Now --file "foo.txt" will be parsed as FileInput "foo.txt", --stdin will be parsed as StdInput, but a command line containing both options, like

--file "foo.txt" --stdin

will be rejected.

Running parsers

We have been discussing what parsers do, but so far, we haven't seen how to actually have them process the command line and return a result, or report a failure.

Before we can run a Parser, we need to wrap it into a ParserInfo structure, that specifies a number of properties that only apply to top level parsers, such as a header describing what the program does, to be displayed in the help screen.

The function info will help with this step. For the parser opts defined above the corresponding ParserInfo could look something like:

pinfo :: ParserInfo Options
pinfo = info (opts <**> helper)
  (  progDesc "Print a greeting for TARGET"
  <> header "hello - a demo of optparse-applicative" )

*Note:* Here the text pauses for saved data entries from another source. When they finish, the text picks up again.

//! Match clock
//!
//! Regulation ends at `end_ms`. Stoppage accumulated before that point is
//! announced once regulation runs out and pushes the end back. The game is
//! only called between plays with a leader; a live play gets a single
//! `LastPlay` (or `Overtime` on a tie) first.

use crate::field::Team;
use crate::referee::Referee;
use crate::room::Room;
use crate::ruling::Ruling;
use crate::stats::StatsSink;

impl<S: StatsSink> Referee<S> {
    /// Adds stoppage time. Ignored once stoppage time is running.
    pub(crate) fn add_stoppage(&mut self, added_ms: u64) {
        let clock = &mut self.state.clock;
        if clock.is_stoppage_time || added_ms == 0 {
            return;
        }

        clock.stoppage_ms += added_ms;
        log::debug!("stoppage +{} ms (total {} ms)", added_ms, clock.stoppage_ms);
        self.announce(Ruling::StoppageAdded { added_ms });
    }

    /// A defensive foul in the final seconds keeps regulation running for
    /// another `final_seconds`.
    pub(crate) fn adjust_end_time(&mut self) {
        let now = self.now();
        let window = self.config.clock.final_seconds as u64 * 1000;
        let clock = &mut self.state.clock;

        if clock.end_ms == 0 || clock.overtime {
            return;
        }
        if clock.end_ms.saturating_sub(now) >= window {
            return;
        }

        let ends_at_ms = now + window;
        if ends_at_ms == clock.end_ms {
            return;
        }

        clock.end_ms = ends_at_ms;
        clock.last_play_announced = false;
        log::info!("regulation extended to {} ms", ends_at_ms);
        self.announce(Ruling::EndTimeExtended { ends_at_ms });
    }

    pub(crate) fn check_end_of_game(&mut self, room: &mut dyn Room) {
        let now = self.now();
        let end = self.state.clock.end_ms;
        if end == 0 || now <= end {
            return;
        }

        let stoppage = self.state.clock.stoppage_ms;
        if stoppage != 0 && !self.state.clock.is_stoppage_time && !self.kickoff.ball_to_be_kicked {
            self.state.clock.is_stoppage_time = true;
            self.announce(Ruling::StoppageTime {
                stoppage_ms: stoppage,
                ends_at_ms: end + stoppage,
            });
        }

        let stoppage_ended = self.state.clock.is_stoppage_time && end + stoppage < now;
        if !stoppage_ended && stoppage != 0 {
            return;
        }

        let live = self.state.mode.is_live()
            || self.state.play.conversion
            || self.state.carrier.is_some();

        match self.state.score.leader() {
            Some(winner) if !live => self.game_over(room, winner),
            leader => {
                if self.state.clock.last_play_announced {
                    return;
                }
                self.state.clock.last_play_announced = true;

                if leader.is_none() {
                    self.state.clock.overtime = true;
                    log::info!("regulation over with a tie, overtime");
                    self.announce(Ruling::Overtime);
                } else {
                    self.announce(Ruling::LastPlay);
                }
            }
        }
    }

    fn game_over(&mut self, room: &mut dyn Room, winner: Team) {
        let score = self.state.score;
        self.state.clock.game_over = true;
        self.halt_play();

        log::info!("game over: {} wins {}-{}", winner, score.red, score.blue);
        self.announce(Ruling::GameOver {
            winner,
            red: score.red,
            blue: score.blue,
        });
        room.stop_game();
    }
}

#[cfg(test)]
mod tests {
    use super::*;
    use crate::config::RefereeConfig;
    use crate::field::FieldPosition;
    use crate::referee::Mode;
    use crate::sim::fixtures::*;

    fn short_game(secs: u32) -> RefereeConfig {
        let mut config = RefereeConfig::default();
        config.clock.time_limit_secs = secs;
        config
    }

    fn count(rulings: &[Ruling], ruling: &Ruling) -> usize {
        rulings.iter().filter(|r| *r == ruling).count()
    }

    #[test]
    fn test_tied_live_play_goes_to_overtime_once() {
        let (mut referee, mut room) = started_with(short_game(1));

        let rulings = run_ms(&mut referee, &mut room, 3_000);
        assert_eq!(count(&rulings, &Ruling::Overtime), 1);
        assert!(referee.state.clock.overtime);
        assert!(!referee.state.clock.game_over);

        // The next score ends it once the ball is dead
        referee.state.score.red = 3;
        spot(&mut referee, &mut room, Team::Red, FieldPosition::new(Team::Red, 30));
        let rulings = tick(&mut referee, &mut room);

        assert_eq!(
            rulings,
            vec![Ruling::GameOver {
                winner: Team::Red,
                red: 3,
                blue: 0,
            }]
        );
        assert_eq!(referee.mode(), Mode::None);
        assert!(room.is_stopped());
    }

    #[test]
    fn test_leader_during_live_play_gets_last_play() {
        let (mut referee, mut room) = started_with(short_game(1));
        referee.state.score.blue = 7;

        let rulings = run_ms(&mut referee, &mut room, 3_000);
        assert_eq!(count(&rulings, &Ruling::LastPlay), 1);
        assert!(!referee.state.clock.overtime);
        assert_eq!(referee.mode(), Mode::Kickoff);
    }

    #[test]
    fn test_game_ends_between_plays_with_leader() {
        let (mut referee, mut room) = started_with(short_game(1));
        referee.state.score.blue = 2;
        spot(&mut referee, &mut room, Team::Red, FieldPosition::new(Team::Red, 30));

        let rulings = run_ms(&mut referee, &mut room, 1_100);
        assert!(rulings.contains(&Ruling::GameOver {
            winner: Team::Blue,
            red: 0,
            blue: 2,
        }));
        assert!(referee.state.clock.game_over);

        // Ticks after the final whistle do nothing
        assert!(tick(&mut referee, &mut room).is_empty());
    }

    #[test]
    fn test_stoppage_time_delays_the_end() {
        let (mut referee, mut room) = started_with(short_game(2));
        referee.add_stoppage(1_000);
        referee.state.score.red = 6;
        spot(&mut referee, &mut room, Team::Red, FieldPosition::new(Team::Red, 30));
        referee.drain();

        let rulings = run_ms(&mut referee, &mut room, 2_100);
        assert_eq!(
            rulings,
            vec![Ruling::StoppageTime {
                stoppage_ms: 1_000,
                ends_at_ms: 3_000,
            }]
        );
        assert!(!referee.state.clock.game_over);

        let rulings = run_ms(&mut referee, &mut room, 1_000);
        assert!(rulings.iter().any(|r| matches!(r, Ruling::GameOver { winner: Team::Red, .. })));
    }

    #[test]
    fn test_stoppage_frozen_once_running() {
        let (mut referee, _room) = started();
        referee.add_stoppage(500);
        referee.state.clock.is_stoppage_time = true;
        referee.add_stoppage(500);

        assert_eq!(referee.state.clock.stoppage_ms, 500);
        assert_eq!(referee.drain(), vec![Ruling::StoppageAdded { added_ms: 500 }]);
    }

    #[test]
    fn test_late_defensive_foul_extends_regulation() {
        let (mut referee, mut room) = started_with(short_game(10));
        run_ms(&mut referee, &mut room, 1_000);
        referee.state.clock.last_play_announced = true;

        let now = referee.now();
        referee.adjust_end_time();

        assert_eq!(referee.state.clock.end_ms, now + 10_000);
        assert!(!referee.state.clock.last_play_announced);
        assert_eq!(
            referee.drain(),
            vec![Ruling::EndTimeExtended { ends_at_ms: now + 10_000 }]
        );
    }

    #[test]
    fn test_no_extension_early_or_in_overtime() {
        let (mut referee, mut room) = started();
        run_ms(&mut referee, &mut room, 1_000);
        referee.adjust_end_time();
        assert_eq!(referee.state.clock.end_ms, 600_000);

        referee.state.clock.end_ms = 1_500;
        referee.state.clock.overtime = true;
        referee.adjust_end_time();
        assert_eq!(referee.state.clock.end_ms, 1_500);
        assert!(referee.drain().is_empty());
    }

    #[test]
    fn test_unlimited_game_never_ends() {
        let (mut referee, mut room) = started_with(short_game(0));
        referee.state.score.red = 3;
        spot(&mut referee, &mut room, Team::Red, FieldPosition::new(Team::Red, 30));

        let rulings = run_ms(&mut referee, &mut room, 5_000);
        assert!(!rulings.iter().any(|r| matches!(r, Ruling::GameOver { .. } | Ruling::LastPlay)));
    }
}
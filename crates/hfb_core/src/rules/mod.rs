//! Play rules
//!
//! The referee runs exactly one play variant at a time. Each variant is a
//! set of `impl Referee` methods in its own module, and shares behavior with
//! the others through capabilities rather than a class hierarchy:
//!
//! ```text
//!              ┌────────────┬───────────┬──────────────┐
//!              │ tackles    │ land play │ kick return  │
//! ┌────────────┼────────────┼───────────┼──────────────┤
//! │ Down       │     ✓      │     ✓     │              │
//! │ Kickoff    │     ✓      │     ✓     │      ✓       │
//! │ Punt       │     ✓      │     ✓     │      ✓       │
//! │ Safety     │     ✓      │     ✓     │      ✓       │
//! │ FieldGoal  │     ✓      │           │              │
//! │ ExtraPoint │            │           │              │
//! └────────────┴────────────┴───────────┴──────────────┘
//! ```
//!
//! - **tackles**: opponent contact against a designated player is counted
//!   ([`tackle`])
//! - **land play**: the carrier lifecycle: touchdown, safety, out of bounds,
//!   tackle resolution, fumbles, failed passes and kicks ([`land_play`])
//! - **kick return**: first receiving-team touch makes a returner, kicking
//!   team touches after the kick are illegal ([`kicks`])
//!
//! The dispatcher in [`crate::referee`] routes host events to the active
//! variant only.

pub mod crowding;
pub mod down;
pub mod kicks;
pub mod land_play;
pub mod tackle;

use crate::referee::Mode;

/// Play variants the referee adjudicates
#[derive(Debug, Clone, Copy, PartialEq, Eq)]
pub enum PlayKind {
    Down,
    Kickoff,
    Punt,
    FieldGoal,
    ExtraPoint,
    Safety,
}

/// Shared behavior a play variant opts into. Land play includes tackling
/// the carrier.
#[derive(Debug, Clone, Copy, PartialEq, Eq, Default)]
pub struct Capabilities {
    pub land_play: bool,
    pub kick_return: bool,
}

impl PlayKind {
    /// Variant handling `mode`. Waiting for the hike belongs to the down.
    pub fn from_mode(mode: Mode) -> Option<PlayKind> {
        match mode {
            Mode::None => None,
            Mode::WaitingForHike | Mode::Down => Some(PlayKind::Down),
            Mode::Kickoff => Some(PlayKind::Kickoff),
            Mode::Punt => Some(PlayKind::Punt),
            Mode::FieldGoal => Some(PlayKind::FieldGoal),
            Mode::ExtraPoint => Some(PlayKind::ExtraPoint),
            Mode::Safety => Some(PlayKind::Safety),
        }
    }

    pub fn capabilities(self) -> Capabilities {
        match self {
            PlayKind::Down => Capabilities {
                land_play: true,
                kick_return: false,
            },
            PlayKind::Kickoff | PlayKind::Punt | PlayKind::Safety => Capabilities {
                land_play: true,
                kick_return: true,
            },
            PlayKind::FieldGoal | PlayKind::ExtraPoint => Capabilities::default(),
        }
    }

    /// Mode during which the variant's live-play rules run.
    pub fn live_mode(self) -> Mode {
        match self {
            PlayKind::Down => Mode::Down,
            PlayKind::Kickoff => Mode::Kickoff,
            PlayKind::Punt => Mode::Punt,
            PlayKind::FieldGoal => Mode::FieldGoal,
            PlayKind::ExtraPoint => Mode::ExtraPoint,
            PlayKind::Safety => Mode::Safety,
        }
    }
}
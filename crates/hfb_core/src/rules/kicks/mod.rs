//! Kicking plays
//!
//! Kickoffs, punts and safety kicks are free kicks: the receiving team is
//! held back until the ball is kicked, the first receiving-team touch makes a
//! returner, and any kicking-team touch after the kick gives the ball to the
//! receiving team where it happened. Field goals and extra points are set
//! pieces with their own clocks and do not produce returners.

pub mod extra_point;
pub mod field_goal;
pub mod kickoff;
pub mod punt;
pub mod safety;

use crate::field::math::formation_points;
use crate::field::{is_past_line, measures, yards_from_coordinate, Team, Vec2};
use crate::referee::{CarrierRole, DownSetup, Mode, Referee};
use crate::room::{Marker, PlayerDisc, Room, RoomExt};
use crate::ruling::Ruling;
use crate::stats::StatsSink;

pub use extra_point::ExtraPointPlay;
pub use field_goal::FieldGoalPlay;
pub use kickoff::KickoffPlay;

/// Half length of the line the kicking team forms on punts and safety kicks
const KICKING_LINE_HALF: f64 = 100.0;

/// Half length of the line the receiving team forms
const RECEIVING_LINE_HALF: f64 = 200.0;

/// |y| beyond which pushed-back coverage players are brought back inside
const COVERAGE_MAX_Y: f64 = 100.0;

impl<S: StatsSink> Referee<S> {
    // ===========================================
    // Free-kick formation
    // ===========================================

    /// Lines up `team`'s players on a vertical line at `x`.
    pub(crate) fn line_up(&mut self, room: &mut dyn Room, team: Team, x: f64, half_length: f64) {
        let players = room.team_players(team);
        let points = formation_points(
            Vec2::new(x, half_length),
            Vec2::new(x, -half_length),
            players.len(),
            &mut self.rng,
        );
        for (player, point) in players.iter().zip(points) {
            room.set_player_position(player.id, point);
        }
    }

    /// Punt and safety-kick formation: kickers behind the ball, receivers
    /// on the return line.
    pub(crate) fn line_up_free_kick(&mut self, room: &mut dyn Room, kicking: Team, ball_x: f64) {
        let sign = kicking.attack_sign();
        let depth = self.config.kicks.punt_formation_depth;
        let return_x = sign * measures::RETURN_LINE_X;

        self.line_up(room, kicking, ball_x - sign * depth, KICKING_LINE_HALF);
        self.line_up(room, kicking.opponent(), return_x, RECEIVING_LINE_HALF);
    }

    pub(crate) fn render_ball_line(&mut self, room: &mut dyn Room, x: f64) {
        let top = Vec2::new(x, -measures::FIELD_MAX_Y);
        let bottom = Vec2::new(x, measures::FIELD_MAX_Y);
        room.place_marker(Marker::BallLine, top, bottom);
    }

    // ===========================================
    // Kick return
    // ===========================================

    /// Kick event during a kickoff, punt or safety kick.
    pub(crate) fn kick_ball_kick(&mut self, room: &mut dyn Room, kicker: &PlayerDisc) {
        let mode = self.state.mode;
        let epoch = self.state.epoch;

        self.player_returned_ball(room, kicker);
        if self.state.mode != mode || self.state.epoch != epoch {
            return;
        }

        room.unblock_teams();

        if !self.state.play.qb_kicked_ball {
            self.state.play.qb_kicked_ball = true;
            self.coverage_reset(room);
        }
    }

    /// A receiver close enough to touch the loose ball fields it.
    pub(crate) fn kick_return_tick(&mut self, room: &mut dyn Room) {
        if self.state.carrier.is_some() {
            return;
        }
        let Some(ball) = room.ball() else {
            return;
        };

        let touch = self.config.down.touch_distance;
        let toucher = room
            .players()
            .into_iter()
            .find(|p| p.team.is_playing() && p.gap_to_ball(&ball) < touch);

        if let Some(player) = toucher {
            self.player_returned_ball(room, &player);
        }
    }

    /// First touch of a kicked ball: a receiver becomes the returner, a
    /// kicking-team player after the kick is an illegal touch.
    fn player_returned_ball(&mut self, room: &mut dyn Room, player: &PlayerDisc) {
        if !player.team.is_playing() || self.state.carrier.is_some() {
            return;
        }

        let kicking = self.state.team_with_ball;
        if player.team != kicking {
            let role = if self.state.mode == Mode::Punt {
                CarrierRole::PuntReturner
            } else {
                CarrierRole::KickoffReturner
            };
            self.set_carrier(room, player, role, true);
            self.announce(Ruling::KickReturned {
                returner: player.id,
                play: self.state.mode,
            });
        } else if self.state.play.qb_kicked_ball {
            let team_awarded = kicking.opponent();
            let spot = yards_from_coordinate(player.position.x);

            log::info!("illegal touch by {} on the {}", player.id, self.state.mode);
            self.announce(Ruling::IllegalKickTouch {
                player: player.id,
                team_awarded,
                spot,
            });
            self.set_down(room, DownSetup::at_counting(spot, team_awarded, false));
        }
    }

    /// Kicking-team players ahead of the ball at the kick are pushed back.
    fn coverage_reset(&mut self, room: &mut dyn Room) {
        let Some(ball) = room.ball() else {
            return;
        };
        let kicking = self.state.team_with_ball;
        let sign = kicking.attack_sign();
        let pushback = self.config.kicks.coverage_pushback;
        let speed = self.config.kicks.coverage_push_speed;

        for player in room.team_players(kicking) {
            if !is_past_line(player.position.x, ball.position.x, kicking) {
                continue;
            }

            let y = player.position.y.clamp(-COVERAGE_MAX_Y, COVERAGE_MAX_Y);
            room.set_player_position(player.id, Vec2::new(ball.position.x - sign * pushback, y));
            room.set_player_velocity(player.id, Vec2::new(-sign * speed, player.velocity.y));

            self.announce(Ruling::CoverageReset { player: player.id });
        }
    }
}
use std::{fmt, path::PathBuf};

use clap::Args;
use mothsurv_analysis::{
    duration::SurvivalSubject,
    interval::IntervalDataset,
    survival::{SurvivalStatsMap, TreatmentGroup},
};

use super::{InputArg, table};
use crate::util;

#[derive(Default, Debug, Clone, Copy, PartialEq, Eq, derive_more::FromStr)]
pub enum GroupBy {
    #[default]
    Cell,
    Sex,
    Acclimation,
    Exposure,
}

#[derive(Debug, Clone, Args)]
pub(crate) struct KmArg {
    #[clap(flatten)]
    pub input: InputArg,

    /// Grouping of the curves (cell, sex, acclimation, exposure)
    #[arg(long, default_value = "cell")]
    pub group_by: GroupBy,

    /// Confidence level of the pointwise survival limits
    #[arg(long, default_value_t = 0.95, value_parser = super::parse_conf_level)]
    pub conf_level: f64,

    /// Write plot-ready curve CSV to this path
    #[arg(long)]
    pub output: Option<PathBuf>,
}

pub(crate) fn run(arg: &KmArg) -> anyhow::Result<()> {
    let dataset = arg.input.load()?;
    let intervals = arg.input.intervals(&dataset);

    table::print_heading("Kaplan-Meier Survival");
    match arg.group_by {
        GroupBy::Cell => show(arg, &intervals, "Group", TreatmentGroup::of)?,
        GroupBy::Sex => show(arg, &intervals, "Sex", |s| s.sex)?,
        GroupBy::Acclimation => show(arg, &intervals, "Acclimation", |s| s.acclimation)?,
        GroupBy::Exposure => show(arg, &intervals, "Exposure", |s| s.exposure)?,
    }
    Ok(())
}

fn show<K, F>(
    arg: &KmArg,
    intervals: &IntervalDataset,
    label_col: &str,
    group: F,
) -> anyhow::Result<()>
where
    K: Ord + fmt::Display,
    F: FnMut(&SurvivalSubject) -> K,
{
    let stats = SurvivalStatsMap::collect_by_group(intervals, group);
    table::print_km_table(label_col, &stats);
    if let Some(path) = &arg.output {
        println!();
        util::save_csv("KM curves", path.clone(), |w| {
            stats.write_curves_csv(w, arg.conf_level)
        })?;
    }
    Ok(())
}
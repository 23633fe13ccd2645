use std::path::PathBuf;

use clap::Args;
use mothsurv_analysis::{
    cox::{HazardRatio, LikelihoodRatioTest},
    dataset::ExclusionSummary,
    diagnostics::Diagnostics,
    interval::ZeroDurationPolicy,
    selection::Selection,
    summary::GroupSummary,
    survival::{SurvivalStats, SurvivalStatsMap, TreatmentGroup},
};
use mothsurv_stats::anova::AnovaTable;
use serde::Serialize;

use super::{
    InputArg, ModelArg,
    diagnose::{self, DiagnosticsArg},
    select, summarize, table,
};
use crate::util::{self, Output};

#[derive(Debug, Clone, Args)]
pub(crate) struct ReportArg {
    #[clap(flatten)]
    pub input: InputArg,

    #[clap(flatten)]
    pub model: ModelArg,

    #[clap(flatten)]
    pub diagnostics: DiagnosticsArg,

    /// Write the interval dataset as CSV to this path
    #[arg(long)]
    pub intervals_output: Option<PathBuf>,

    /// Write Kaplan-Meier curves per treatment group as CSV to this path
    #[arg(long)]
    pub km_output: Option<PathBuf>,

    /// Save the full report as JSON to this path
    #[arg(long)]
    pub json: Option<PathBuf>,
}

#[derive(Debug, Serialize)]
struct Report<'a> {
    input: String,
    zero_duration: ZeroDurationPolicy,
    conf_level: f64,
    exclusions: &'a ExclusionSummary,
    subjects: usize,
    intervals: usize,
    deaths: usize,
    excluded_zero_duration: usize,
    groups: &'a [GroupSummary<TreatmentGroup>],
    survival_anova: Option<&'a AnovaTable>,
    pupal_mass_anova: Option<&'a AnovaTable>,
    kaplan_meier: Vec<KmGroup<'a>>,
    selection: &'a Selection,
    best_model: Option<BestModel>,
    diagnostics: Option<&'a Diagnostics>,
}

/// Map keys of [`SurvivalStatsMap`] are structs, which JSON objects cannot hold.
#[derive(Debug, Serialize)]
struct KmGroup<'a> {
    group: TreatmentGroup,
    label: String,
    #[serde(flatten)]
    stats: &'a SurvivalStats,
}

#[derive(Debug, Serialize)]
struct BestModel {
    model: String,
    iterations: usize,
    log_likelihood: f64,
    null_log_likelihood: f64,
    likelihood_ratio_test: LikelihoodRatioTest,
    hazard_ratios: Vec<HazardRatio>,
}

pub(crate) fn run(arg: &ReportArg) -> anyhow::Result<()> {
    let dataset = arg.input.load()?;
    let intervals = arg.input.intervals(&dataset);

    table::print_heading(&format!("Moth Survival Report ({})", arg.input.input.display()));

    let summary =
        summarize::print_summary(&dataset, &intervals, arg.model.temperature_coding);
    if let Some(path) = &arg.intervals_output {
        util::save_csv("Interval dataset", path.clone(), |w| intervals.write_csv(w))?;
        println!();
    }

    println!("Kaplan-Meier by treatment group:");
    let km = SurvivalStatsMap::collect_by_group(&intervals, TreatmentGroup::of);
    table::print_km_table("Group", &km);
    if let Some(path) = &arg.km_output {
        util::save_csv("KM curves", path.clone(), |w| {
            km.write_curves_csv(w, arg.model.conf_level)
        })?;
    }
    println!();

    table::print_heading("Cox Model Selection");
    let selection = select::select_models(&intervals, &arg.model)?;
    select::print_selection(&selection, arg.model.conf_level);
    println!();

    let diagnostics = match selection.best() {
        Some(best) => {
            table::print_heading("Cox Model Diagnostics");
            Some(diagnose::diagnose(&intervals, &best.fit, &arg.diagnostics)?)
        }
        None => None,
    };

    if let Some(path) = &arg.json {
        let report = Report {
            input: arg.input.input.display().to_string(),
            zero_duration: intervals.policy(),
            conf_level: arg.model.conf_level,
            exclusions: &dataset.exclusions,
            subjects: intervals.subjects().len(),
            intervals: intervals.intervals().len(),
            deaths: intervals.event_count(),
            excluded_zero_duration: intervals.excluded_zero_duration(),
            groups: &summary.by_group,
            survival_anova: summary.survival_anova.as_ref(),
            pupal_mass_anova: summary.pupal_mass_anova.as_ref(),
            kaplan_meier: km
                .map
                .iter()
                .map(|(group, stats)| KmGroup {
                    group: *group,
                    label: group.to_string(),
                    stats,
                })
                .collect(),
            selection: &selection,
            best_model: selection.best().map(|best| BestModel {
                model: best.model.clone(),
                iterations: best.fit.iterations,
                log_likelihood: best.fit.log_likelihood,
                null_log_likelihood: best.fit.null_log_likelihood,
                likelihood_ratio_test: best.fit.likelihood_ratio_test(),
                hazard_ratios: best.fit.hazard_ratios(arg.model.conf_level),
            }),
            diagnostics: diagnostics.as_ref(),
        };
        Output::save_json(&report, Some(path.clone()))?;
        println!();
        println!("Report saved to: {}", path.display());
    }
    Ok(())
}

The helper parser that we added after opts just creates a dummy --helper option that displays the help text. Besides that, we just set some of the fields of the ParserInfo structure with meaningful values. They will be displayed in the help text like so:

hello - a test for optparse-applicative

Usage: hello --hello TARGET [--quiet]
  Print a greeting for TARGET

Available options:
  -h,--help                Show this help text
  --hello TARGET           Target for the greeting
  --quiet                  Whether to be quiet

Now that we have a ParserInfo, we can finally run the parser. The simplest way to do so is to simply call the execParser function in your main:

main :: IO ()
main = do
  options <- execParser pinfo
  ...

The execParser function takes care of everything, including getting the arguments from the command line, and displaying errors and help screens to the user.

There are other ways to run a ParserInfo, in situations where you need finer control over the behavior of your parser, or if you want to use it in pure code. They will be covered in Custom parsing and error handling.

Builders

Builders allow you to define parsers using a convenient combinator-based syntax. We have already seen examples of builders in action, like strOption and switch, which we used to define the opts parser for our "hello" example.

Builders always take a modifier argument, which is essentially a composition of functions acting on the option, setting values for properties or adding features.

Builders work by building the option from scratch, and eventually lifting it to a single-option parser, ready to be combined with other parsers using normal Applicative and Alternative combinators.

See the [haddock documentation][builder-documentation] for Options.Applicative.Builder for a full list of builders and modifiers.

There are four different kinds of options in optparse-applicative: regular options, flags, arguments and commands. In the following, we will go over each one of these and describe the builders that can be used to create them.

Regular options

A regular option is an option which takes a single argument, parses it, and returns a value.

A regular option can have a default value, which is used as the result if the option is not found in the command line. An option without a default value is considered mandatory, and produces an error when not found.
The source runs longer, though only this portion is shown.